= Data for review =

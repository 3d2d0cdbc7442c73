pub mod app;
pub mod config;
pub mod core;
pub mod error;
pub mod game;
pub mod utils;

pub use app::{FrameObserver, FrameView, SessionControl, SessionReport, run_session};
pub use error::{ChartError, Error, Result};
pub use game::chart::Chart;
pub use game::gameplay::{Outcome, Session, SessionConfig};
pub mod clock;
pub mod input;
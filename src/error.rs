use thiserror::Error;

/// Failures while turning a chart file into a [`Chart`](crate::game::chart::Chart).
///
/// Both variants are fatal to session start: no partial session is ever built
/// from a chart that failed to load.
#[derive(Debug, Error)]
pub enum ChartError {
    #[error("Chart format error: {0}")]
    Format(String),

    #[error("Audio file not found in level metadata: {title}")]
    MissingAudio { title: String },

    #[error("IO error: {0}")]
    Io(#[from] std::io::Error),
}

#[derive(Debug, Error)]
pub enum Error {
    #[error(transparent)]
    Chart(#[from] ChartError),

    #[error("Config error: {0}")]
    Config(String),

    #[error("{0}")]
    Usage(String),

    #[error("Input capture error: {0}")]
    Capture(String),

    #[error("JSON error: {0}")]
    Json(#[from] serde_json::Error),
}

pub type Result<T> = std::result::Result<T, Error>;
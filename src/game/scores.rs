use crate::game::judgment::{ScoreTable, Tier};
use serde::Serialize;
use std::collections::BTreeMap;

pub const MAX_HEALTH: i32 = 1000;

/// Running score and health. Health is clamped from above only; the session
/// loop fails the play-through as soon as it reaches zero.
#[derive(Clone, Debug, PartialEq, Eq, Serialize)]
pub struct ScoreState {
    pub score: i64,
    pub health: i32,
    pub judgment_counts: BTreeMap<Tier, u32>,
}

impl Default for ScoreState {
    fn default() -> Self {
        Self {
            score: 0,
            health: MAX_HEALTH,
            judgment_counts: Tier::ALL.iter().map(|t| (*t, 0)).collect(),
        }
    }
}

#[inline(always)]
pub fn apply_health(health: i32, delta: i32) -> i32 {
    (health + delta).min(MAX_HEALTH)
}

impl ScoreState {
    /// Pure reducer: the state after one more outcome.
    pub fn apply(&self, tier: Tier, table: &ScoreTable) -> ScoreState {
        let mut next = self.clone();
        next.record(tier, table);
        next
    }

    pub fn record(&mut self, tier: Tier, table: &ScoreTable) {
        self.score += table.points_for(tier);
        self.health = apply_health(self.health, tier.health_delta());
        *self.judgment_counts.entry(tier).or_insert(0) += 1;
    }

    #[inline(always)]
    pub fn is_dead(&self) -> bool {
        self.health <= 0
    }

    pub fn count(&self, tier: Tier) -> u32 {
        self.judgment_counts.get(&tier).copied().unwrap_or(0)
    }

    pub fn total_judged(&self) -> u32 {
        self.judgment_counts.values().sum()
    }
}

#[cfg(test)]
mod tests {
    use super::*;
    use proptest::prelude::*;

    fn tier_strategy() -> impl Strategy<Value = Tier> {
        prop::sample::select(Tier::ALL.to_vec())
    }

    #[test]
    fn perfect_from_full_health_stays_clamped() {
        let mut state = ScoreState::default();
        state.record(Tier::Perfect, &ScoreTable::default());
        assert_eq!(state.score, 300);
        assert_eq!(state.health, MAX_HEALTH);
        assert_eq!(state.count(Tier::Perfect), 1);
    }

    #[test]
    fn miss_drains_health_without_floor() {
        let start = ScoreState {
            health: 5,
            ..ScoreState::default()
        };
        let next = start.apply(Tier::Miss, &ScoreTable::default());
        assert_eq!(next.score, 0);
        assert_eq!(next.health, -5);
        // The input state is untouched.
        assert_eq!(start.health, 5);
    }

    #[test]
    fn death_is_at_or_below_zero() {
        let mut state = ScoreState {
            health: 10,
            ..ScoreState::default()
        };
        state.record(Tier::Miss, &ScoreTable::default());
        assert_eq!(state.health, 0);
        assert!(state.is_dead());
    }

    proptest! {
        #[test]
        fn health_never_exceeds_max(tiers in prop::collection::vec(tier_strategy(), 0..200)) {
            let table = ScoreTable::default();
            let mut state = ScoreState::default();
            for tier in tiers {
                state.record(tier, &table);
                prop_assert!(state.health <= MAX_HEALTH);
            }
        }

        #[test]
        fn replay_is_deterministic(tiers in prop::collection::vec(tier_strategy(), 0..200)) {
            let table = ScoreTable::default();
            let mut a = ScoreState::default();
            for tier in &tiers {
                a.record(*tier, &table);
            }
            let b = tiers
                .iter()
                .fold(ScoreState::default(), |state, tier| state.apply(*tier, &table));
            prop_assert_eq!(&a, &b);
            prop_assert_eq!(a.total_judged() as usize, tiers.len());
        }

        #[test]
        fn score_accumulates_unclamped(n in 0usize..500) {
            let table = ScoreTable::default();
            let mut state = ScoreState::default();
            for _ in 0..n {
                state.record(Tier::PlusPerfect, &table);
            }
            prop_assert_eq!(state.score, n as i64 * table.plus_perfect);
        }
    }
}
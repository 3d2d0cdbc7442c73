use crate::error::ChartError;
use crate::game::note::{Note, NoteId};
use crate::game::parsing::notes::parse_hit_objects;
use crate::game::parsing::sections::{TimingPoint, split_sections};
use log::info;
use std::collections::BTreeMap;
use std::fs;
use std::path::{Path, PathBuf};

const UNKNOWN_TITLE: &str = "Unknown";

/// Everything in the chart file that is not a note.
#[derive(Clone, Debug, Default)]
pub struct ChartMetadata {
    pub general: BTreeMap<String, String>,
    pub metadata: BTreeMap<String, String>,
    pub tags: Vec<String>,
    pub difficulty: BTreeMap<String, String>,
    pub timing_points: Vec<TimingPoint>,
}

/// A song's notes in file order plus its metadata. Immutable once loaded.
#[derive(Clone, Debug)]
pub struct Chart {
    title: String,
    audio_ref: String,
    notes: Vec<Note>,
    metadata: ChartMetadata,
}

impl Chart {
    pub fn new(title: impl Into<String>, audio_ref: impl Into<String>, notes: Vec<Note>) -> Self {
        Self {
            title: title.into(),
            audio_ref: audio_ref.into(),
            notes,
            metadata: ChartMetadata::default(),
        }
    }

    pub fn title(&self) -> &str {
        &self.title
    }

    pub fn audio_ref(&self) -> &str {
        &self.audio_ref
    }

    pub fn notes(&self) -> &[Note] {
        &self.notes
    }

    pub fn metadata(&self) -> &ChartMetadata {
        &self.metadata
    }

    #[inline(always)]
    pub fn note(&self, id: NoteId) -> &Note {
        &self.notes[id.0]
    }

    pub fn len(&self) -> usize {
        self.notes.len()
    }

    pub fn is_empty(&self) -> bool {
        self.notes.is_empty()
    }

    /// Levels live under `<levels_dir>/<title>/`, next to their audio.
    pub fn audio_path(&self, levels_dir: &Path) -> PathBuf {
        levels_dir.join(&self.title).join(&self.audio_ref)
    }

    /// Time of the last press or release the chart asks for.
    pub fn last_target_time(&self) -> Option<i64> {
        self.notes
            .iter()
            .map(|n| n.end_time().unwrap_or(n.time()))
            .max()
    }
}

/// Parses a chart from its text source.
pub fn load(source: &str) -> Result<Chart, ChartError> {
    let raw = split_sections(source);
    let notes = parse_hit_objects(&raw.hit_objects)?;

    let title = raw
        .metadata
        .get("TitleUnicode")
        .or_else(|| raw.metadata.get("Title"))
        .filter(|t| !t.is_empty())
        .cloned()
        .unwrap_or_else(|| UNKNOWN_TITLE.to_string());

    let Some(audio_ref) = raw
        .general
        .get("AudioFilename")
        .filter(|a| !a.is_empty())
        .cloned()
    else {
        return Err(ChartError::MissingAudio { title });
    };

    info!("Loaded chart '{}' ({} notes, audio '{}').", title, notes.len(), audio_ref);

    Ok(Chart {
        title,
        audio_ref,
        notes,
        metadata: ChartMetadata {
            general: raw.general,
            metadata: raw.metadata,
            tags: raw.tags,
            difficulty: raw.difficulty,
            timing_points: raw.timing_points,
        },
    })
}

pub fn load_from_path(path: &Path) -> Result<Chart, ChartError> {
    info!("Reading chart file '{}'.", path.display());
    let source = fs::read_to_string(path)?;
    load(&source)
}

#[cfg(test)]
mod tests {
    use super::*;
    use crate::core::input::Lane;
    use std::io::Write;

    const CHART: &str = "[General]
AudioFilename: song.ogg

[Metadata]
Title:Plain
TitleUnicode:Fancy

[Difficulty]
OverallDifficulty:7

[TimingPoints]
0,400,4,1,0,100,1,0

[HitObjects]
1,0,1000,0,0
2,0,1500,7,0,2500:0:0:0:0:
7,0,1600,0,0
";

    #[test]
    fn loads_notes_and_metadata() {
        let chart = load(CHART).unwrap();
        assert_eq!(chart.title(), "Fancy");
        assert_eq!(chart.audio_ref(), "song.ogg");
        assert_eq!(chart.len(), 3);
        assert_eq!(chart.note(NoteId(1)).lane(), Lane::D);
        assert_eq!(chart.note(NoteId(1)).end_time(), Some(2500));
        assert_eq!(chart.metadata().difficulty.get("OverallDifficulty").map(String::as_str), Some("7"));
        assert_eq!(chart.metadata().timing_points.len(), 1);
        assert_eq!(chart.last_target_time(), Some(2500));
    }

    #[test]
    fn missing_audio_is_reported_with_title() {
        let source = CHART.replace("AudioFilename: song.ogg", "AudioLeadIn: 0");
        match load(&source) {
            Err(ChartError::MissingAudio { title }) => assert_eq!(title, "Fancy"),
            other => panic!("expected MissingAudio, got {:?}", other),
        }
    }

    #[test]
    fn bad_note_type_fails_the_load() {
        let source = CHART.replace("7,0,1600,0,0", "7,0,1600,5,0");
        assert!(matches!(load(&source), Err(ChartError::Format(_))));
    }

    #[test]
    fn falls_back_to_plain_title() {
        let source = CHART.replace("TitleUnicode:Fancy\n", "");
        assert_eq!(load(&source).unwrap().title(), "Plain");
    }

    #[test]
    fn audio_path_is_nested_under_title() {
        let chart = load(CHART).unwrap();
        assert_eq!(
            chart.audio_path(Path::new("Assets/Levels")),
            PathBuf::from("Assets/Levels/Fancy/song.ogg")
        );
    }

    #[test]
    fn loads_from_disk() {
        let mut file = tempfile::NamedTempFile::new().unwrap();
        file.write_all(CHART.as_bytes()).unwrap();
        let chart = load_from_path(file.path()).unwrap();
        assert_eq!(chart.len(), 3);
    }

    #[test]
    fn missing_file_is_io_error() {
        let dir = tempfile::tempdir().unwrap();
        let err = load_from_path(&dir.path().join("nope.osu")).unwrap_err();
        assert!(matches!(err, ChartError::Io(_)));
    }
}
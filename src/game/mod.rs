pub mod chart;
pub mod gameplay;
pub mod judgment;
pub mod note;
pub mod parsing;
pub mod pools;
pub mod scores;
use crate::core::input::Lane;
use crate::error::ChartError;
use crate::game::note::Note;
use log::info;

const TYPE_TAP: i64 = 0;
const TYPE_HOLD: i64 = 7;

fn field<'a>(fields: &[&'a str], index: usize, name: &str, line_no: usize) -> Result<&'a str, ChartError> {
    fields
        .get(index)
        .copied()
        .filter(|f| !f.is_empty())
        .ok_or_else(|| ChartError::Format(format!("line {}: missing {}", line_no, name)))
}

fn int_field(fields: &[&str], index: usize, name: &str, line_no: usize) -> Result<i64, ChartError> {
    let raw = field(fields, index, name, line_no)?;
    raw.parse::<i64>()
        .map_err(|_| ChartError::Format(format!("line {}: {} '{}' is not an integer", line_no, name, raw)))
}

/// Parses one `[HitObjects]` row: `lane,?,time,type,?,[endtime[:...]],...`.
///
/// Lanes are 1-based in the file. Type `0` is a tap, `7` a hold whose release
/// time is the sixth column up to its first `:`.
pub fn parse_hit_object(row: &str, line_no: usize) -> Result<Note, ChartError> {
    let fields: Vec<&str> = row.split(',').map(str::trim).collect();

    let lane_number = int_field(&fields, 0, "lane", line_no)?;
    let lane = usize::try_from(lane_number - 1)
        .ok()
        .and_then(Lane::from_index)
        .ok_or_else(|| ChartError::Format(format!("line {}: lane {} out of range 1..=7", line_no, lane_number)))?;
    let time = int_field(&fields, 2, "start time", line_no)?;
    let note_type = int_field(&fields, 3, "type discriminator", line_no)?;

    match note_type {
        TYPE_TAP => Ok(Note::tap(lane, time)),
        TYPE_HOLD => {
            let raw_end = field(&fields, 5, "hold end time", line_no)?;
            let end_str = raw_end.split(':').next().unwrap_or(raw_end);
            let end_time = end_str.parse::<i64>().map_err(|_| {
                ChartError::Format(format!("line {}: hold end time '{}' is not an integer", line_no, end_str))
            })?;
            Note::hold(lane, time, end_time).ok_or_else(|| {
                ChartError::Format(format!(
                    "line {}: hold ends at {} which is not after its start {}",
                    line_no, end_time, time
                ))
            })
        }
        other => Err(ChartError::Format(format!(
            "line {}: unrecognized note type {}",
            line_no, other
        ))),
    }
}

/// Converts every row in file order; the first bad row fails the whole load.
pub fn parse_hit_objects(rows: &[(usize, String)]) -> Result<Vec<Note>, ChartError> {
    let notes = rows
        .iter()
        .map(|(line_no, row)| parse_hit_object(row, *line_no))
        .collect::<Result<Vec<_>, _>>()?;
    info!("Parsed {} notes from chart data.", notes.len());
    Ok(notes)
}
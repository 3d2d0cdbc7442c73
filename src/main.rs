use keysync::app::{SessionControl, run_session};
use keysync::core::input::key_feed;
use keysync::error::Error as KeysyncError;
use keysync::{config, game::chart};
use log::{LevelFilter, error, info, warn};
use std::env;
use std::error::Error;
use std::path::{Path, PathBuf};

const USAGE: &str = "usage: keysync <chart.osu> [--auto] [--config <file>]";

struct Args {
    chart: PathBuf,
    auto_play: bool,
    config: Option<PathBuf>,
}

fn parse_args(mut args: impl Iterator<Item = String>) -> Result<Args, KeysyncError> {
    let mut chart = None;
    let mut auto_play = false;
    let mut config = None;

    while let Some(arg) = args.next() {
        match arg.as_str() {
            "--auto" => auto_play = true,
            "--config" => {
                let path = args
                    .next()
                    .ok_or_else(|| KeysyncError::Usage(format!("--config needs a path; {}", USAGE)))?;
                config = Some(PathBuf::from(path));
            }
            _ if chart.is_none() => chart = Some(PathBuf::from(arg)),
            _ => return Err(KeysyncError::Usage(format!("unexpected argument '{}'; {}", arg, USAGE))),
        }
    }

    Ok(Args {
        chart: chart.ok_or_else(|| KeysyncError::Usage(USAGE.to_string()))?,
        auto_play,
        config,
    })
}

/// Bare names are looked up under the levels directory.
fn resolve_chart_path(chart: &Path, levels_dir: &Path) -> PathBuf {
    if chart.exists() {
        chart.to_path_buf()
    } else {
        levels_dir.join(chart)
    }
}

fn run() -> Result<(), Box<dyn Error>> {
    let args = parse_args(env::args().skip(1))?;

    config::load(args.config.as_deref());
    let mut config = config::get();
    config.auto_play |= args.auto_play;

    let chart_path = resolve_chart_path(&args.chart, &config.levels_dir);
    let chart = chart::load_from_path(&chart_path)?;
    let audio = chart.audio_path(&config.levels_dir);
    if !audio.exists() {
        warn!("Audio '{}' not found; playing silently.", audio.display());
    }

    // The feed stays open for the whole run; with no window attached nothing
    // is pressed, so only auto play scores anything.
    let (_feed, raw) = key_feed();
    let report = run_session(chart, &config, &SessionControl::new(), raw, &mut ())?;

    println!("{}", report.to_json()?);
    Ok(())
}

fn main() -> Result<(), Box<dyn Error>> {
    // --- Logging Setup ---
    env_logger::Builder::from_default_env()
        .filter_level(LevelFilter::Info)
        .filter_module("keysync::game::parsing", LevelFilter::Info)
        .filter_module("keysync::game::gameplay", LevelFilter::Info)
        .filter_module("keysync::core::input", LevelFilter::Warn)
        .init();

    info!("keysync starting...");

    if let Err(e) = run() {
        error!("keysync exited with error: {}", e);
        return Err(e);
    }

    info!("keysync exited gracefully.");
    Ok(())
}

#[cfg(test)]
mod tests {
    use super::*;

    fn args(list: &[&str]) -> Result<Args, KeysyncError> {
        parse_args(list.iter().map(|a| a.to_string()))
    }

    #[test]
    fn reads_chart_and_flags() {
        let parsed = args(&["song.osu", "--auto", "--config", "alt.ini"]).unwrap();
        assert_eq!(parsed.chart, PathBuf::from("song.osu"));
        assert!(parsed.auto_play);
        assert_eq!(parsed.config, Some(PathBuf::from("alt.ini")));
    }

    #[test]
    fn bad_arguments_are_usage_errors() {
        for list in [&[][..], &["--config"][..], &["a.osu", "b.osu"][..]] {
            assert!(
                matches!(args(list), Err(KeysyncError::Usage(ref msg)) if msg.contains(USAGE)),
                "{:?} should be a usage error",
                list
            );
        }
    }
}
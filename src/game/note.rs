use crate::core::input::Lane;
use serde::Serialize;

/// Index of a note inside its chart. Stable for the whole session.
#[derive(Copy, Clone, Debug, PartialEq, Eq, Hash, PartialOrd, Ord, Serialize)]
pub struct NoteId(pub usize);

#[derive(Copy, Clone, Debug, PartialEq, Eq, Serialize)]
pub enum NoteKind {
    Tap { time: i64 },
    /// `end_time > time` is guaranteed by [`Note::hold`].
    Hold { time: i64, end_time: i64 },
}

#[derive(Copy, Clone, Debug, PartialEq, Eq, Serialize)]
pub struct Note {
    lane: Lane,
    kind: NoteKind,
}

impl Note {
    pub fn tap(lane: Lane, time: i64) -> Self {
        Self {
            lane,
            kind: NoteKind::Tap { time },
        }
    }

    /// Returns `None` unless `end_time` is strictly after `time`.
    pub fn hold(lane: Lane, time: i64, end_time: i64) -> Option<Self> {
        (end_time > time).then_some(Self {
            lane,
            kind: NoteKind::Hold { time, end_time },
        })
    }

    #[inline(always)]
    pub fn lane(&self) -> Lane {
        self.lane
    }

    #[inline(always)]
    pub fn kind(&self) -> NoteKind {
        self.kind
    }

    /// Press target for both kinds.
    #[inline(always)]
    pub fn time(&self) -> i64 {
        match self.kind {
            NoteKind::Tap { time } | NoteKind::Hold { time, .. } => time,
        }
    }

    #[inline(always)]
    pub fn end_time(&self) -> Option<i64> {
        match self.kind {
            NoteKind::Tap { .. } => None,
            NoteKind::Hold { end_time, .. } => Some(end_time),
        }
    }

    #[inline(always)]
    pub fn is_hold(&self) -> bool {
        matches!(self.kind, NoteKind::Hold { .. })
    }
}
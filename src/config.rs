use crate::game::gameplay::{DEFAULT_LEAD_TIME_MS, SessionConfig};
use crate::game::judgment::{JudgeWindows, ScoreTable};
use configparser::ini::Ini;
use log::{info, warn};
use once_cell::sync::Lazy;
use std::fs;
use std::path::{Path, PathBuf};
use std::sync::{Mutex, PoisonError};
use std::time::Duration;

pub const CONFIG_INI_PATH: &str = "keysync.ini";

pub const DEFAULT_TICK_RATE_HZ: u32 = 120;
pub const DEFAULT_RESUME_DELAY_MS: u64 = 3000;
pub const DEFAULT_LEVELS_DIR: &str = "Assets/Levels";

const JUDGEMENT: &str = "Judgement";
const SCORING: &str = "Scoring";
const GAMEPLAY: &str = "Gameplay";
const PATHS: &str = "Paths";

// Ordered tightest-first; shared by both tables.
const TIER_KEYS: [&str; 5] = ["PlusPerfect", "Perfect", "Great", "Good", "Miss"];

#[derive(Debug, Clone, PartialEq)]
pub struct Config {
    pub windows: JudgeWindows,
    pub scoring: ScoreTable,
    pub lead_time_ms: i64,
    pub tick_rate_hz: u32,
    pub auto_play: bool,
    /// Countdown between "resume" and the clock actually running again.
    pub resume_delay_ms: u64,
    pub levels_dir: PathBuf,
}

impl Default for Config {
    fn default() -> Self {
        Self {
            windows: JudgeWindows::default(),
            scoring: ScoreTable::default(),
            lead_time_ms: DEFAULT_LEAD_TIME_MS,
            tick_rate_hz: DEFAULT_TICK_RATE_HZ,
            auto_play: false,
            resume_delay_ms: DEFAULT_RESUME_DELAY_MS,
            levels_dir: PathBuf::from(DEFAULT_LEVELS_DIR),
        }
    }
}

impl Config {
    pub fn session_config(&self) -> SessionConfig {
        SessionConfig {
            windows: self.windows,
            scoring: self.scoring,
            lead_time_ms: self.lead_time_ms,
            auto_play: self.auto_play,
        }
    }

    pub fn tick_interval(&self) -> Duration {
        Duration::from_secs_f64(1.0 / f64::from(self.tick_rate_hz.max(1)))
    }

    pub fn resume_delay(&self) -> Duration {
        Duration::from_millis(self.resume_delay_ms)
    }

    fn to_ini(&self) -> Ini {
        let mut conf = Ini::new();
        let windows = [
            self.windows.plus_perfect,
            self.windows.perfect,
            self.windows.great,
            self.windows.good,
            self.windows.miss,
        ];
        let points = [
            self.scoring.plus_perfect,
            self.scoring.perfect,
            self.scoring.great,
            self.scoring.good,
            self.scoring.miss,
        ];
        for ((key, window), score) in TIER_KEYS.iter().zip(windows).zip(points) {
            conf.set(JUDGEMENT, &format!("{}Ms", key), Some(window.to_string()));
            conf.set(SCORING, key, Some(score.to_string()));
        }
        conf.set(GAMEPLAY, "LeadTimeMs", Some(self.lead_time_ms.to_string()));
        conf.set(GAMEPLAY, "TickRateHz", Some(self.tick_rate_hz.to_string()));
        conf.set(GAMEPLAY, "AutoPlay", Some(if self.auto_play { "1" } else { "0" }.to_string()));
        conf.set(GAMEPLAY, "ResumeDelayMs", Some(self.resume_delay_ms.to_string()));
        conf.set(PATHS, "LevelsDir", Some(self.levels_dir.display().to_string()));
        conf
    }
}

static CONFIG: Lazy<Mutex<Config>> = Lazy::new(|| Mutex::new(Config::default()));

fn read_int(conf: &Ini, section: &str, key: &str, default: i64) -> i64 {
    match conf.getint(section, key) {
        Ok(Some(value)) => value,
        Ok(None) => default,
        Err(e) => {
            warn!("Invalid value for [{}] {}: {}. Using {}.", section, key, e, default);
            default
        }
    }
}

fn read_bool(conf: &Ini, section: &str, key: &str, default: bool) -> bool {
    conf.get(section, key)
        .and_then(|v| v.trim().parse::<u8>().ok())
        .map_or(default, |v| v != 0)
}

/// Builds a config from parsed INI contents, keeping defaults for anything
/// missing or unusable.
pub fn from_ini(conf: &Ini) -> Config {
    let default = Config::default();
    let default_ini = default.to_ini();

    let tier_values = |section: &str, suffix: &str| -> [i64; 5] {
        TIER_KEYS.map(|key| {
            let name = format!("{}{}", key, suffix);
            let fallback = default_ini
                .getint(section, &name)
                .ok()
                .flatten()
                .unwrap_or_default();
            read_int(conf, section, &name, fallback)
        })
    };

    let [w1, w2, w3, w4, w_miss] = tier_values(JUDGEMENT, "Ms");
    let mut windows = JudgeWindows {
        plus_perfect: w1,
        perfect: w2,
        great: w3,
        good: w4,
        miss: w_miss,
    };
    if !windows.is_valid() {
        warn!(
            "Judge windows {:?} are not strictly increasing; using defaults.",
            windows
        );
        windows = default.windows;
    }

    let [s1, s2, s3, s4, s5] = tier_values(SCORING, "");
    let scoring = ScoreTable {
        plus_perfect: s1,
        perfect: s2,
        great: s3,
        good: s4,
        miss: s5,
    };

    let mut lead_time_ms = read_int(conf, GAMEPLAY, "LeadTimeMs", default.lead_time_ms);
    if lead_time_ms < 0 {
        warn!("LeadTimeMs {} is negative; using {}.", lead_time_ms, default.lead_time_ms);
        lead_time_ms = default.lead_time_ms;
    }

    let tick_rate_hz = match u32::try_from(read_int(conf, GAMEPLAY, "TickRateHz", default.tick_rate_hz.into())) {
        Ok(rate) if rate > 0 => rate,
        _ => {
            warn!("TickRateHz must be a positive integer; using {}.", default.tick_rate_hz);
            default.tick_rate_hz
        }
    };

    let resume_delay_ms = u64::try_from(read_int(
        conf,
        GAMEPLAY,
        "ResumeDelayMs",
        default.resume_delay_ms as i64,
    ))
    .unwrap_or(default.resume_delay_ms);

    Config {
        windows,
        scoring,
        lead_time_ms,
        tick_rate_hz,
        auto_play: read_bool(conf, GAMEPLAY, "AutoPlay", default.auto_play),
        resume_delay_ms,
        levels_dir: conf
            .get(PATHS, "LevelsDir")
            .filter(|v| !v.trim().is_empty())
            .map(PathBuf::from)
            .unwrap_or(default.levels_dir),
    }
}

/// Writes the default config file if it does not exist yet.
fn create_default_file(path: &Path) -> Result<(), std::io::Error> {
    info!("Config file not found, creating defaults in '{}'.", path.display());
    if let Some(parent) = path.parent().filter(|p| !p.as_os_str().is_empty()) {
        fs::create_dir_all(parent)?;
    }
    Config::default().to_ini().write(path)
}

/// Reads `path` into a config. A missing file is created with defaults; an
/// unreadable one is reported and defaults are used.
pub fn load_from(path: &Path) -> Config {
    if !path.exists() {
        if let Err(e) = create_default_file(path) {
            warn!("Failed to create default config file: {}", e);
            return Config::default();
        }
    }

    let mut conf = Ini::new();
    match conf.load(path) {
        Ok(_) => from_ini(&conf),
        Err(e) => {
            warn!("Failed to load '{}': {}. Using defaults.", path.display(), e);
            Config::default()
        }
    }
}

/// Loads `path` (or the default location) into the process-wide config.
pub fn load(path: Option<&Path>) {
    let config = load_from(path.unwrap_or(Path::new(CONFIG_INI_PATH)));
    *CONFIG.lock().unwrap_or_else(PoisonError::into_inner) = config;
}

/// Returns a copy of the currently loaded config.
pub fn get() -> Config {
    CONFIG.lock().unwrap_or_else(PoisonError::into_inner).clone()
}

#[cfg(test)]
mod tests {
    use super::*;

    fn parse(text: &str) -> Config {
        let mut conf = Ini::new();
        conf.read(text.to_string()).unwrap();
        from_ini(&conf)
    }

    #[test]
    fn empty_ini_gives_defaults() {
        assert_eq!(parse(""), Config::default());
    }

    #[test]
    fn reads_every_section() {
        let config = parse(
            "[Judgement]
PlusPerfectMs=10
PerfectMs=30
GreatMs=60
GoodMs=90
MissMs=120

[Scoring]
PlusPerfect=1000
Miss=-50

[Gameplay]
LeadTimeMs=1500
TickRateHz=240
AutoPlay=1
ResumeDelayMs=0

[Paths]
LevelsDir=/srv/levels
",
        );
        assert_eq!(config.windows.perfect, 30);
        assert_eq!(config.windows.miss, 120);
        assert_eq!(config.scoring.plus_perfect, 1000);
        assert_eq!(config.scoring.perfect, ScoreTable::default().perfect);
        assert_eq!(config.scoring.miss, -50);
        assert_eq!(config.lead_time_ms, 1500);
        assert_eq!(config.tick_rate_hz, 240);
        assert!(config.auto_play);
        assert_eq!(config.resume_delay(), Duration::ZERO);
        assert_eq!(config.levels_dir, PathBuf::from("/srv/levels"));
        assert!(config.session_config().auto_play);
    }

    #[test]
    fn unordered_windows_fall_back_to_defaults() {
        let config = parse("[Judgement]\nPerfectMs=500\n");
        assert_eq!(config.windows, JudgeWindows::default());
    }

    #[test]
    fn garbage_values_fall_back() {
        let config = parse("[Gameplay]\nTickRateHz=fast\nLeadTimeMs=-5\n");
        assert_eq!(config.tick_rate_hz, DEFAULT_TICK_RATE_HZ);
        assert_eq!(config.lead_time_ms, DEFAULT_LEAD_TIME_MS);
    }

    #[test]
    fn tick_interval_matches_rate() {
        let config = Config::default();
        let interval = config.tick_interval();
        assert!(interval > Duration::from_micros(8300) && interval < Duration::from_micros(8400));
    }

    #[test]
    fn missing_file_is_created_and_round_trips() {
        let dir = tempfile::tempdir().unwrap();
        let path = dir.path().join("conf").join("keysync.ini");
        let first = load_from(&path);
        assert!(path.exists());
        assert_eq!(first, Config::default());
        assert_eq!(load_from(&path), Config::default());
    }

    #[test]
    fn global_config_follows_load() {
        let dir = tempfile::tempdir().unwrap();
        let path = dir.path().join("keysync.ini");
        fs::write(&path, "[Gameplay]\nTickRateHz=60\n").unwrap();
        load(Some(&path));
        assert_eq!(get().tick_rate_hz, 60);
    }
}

= Activity =
Only one stretch of the data above is needed. Restate it word for word, from the line containing "one more outcome." through the line containing "assert_eq!(next.score, 0);", both ends included.

= Written reply =
    /// Pure reducer: the state after one more outcome.
    pub fn apply(&self, tier: Tier, table: &ScoreTable) -> ScoreState {
        let mut next = self.clone();
        next.record(tier, table);
        next
    }

    pub fn record(&mut self, tier: Tier, table: &ScoreTable) {
        self.score += table.points_for(tier);
        self.health = apply_health(self.health, tier.health_delta());
        *self.judgment_counts.entry(tier).or_insert(0) += 1;
    }

    #[inline(always)]
    pub fn is_dead(&self) -> bool {
        self.health <= 0
    }

    pub fn count(&self, tier: Tier) -> u32 {
        self.judgment_counts.get(&tier).copied().unwrap_or(0)
    }

    pub fn total_judged(&self) -> u32 {
        self.judgment_counts.values().sum()
    }
}

#[cfg(test)]
mod tests {
    use super::*;
    use proptest::prelude::*;

    fn tier_strategy() -> impl Strategy<Value = Tier> {
        prop::sample::select(Tier::ALL.to_vec())
    }

    #[test]
    fn perfect_from_full_health_stays_clamped() {
        let mut state = ScoreState::default();
        state.record(Tier::Perfect, &ScoreTable::default());
        assert_eq!(state.score, 300);
        assert_eq!(state.health, MAX_HEALTH);
        assert_eq!(state.count(Tier::Perfect), 1);
    }

    #[test]
    fn miss_drains_health_without_floor() {
        let start = ScoreState {
            health: 5,
            ..ScoreState::default()
        };
        let next = start.apply(Tier::Miss, &ScoreTable::default());
        assert_eq!(next.score, 0);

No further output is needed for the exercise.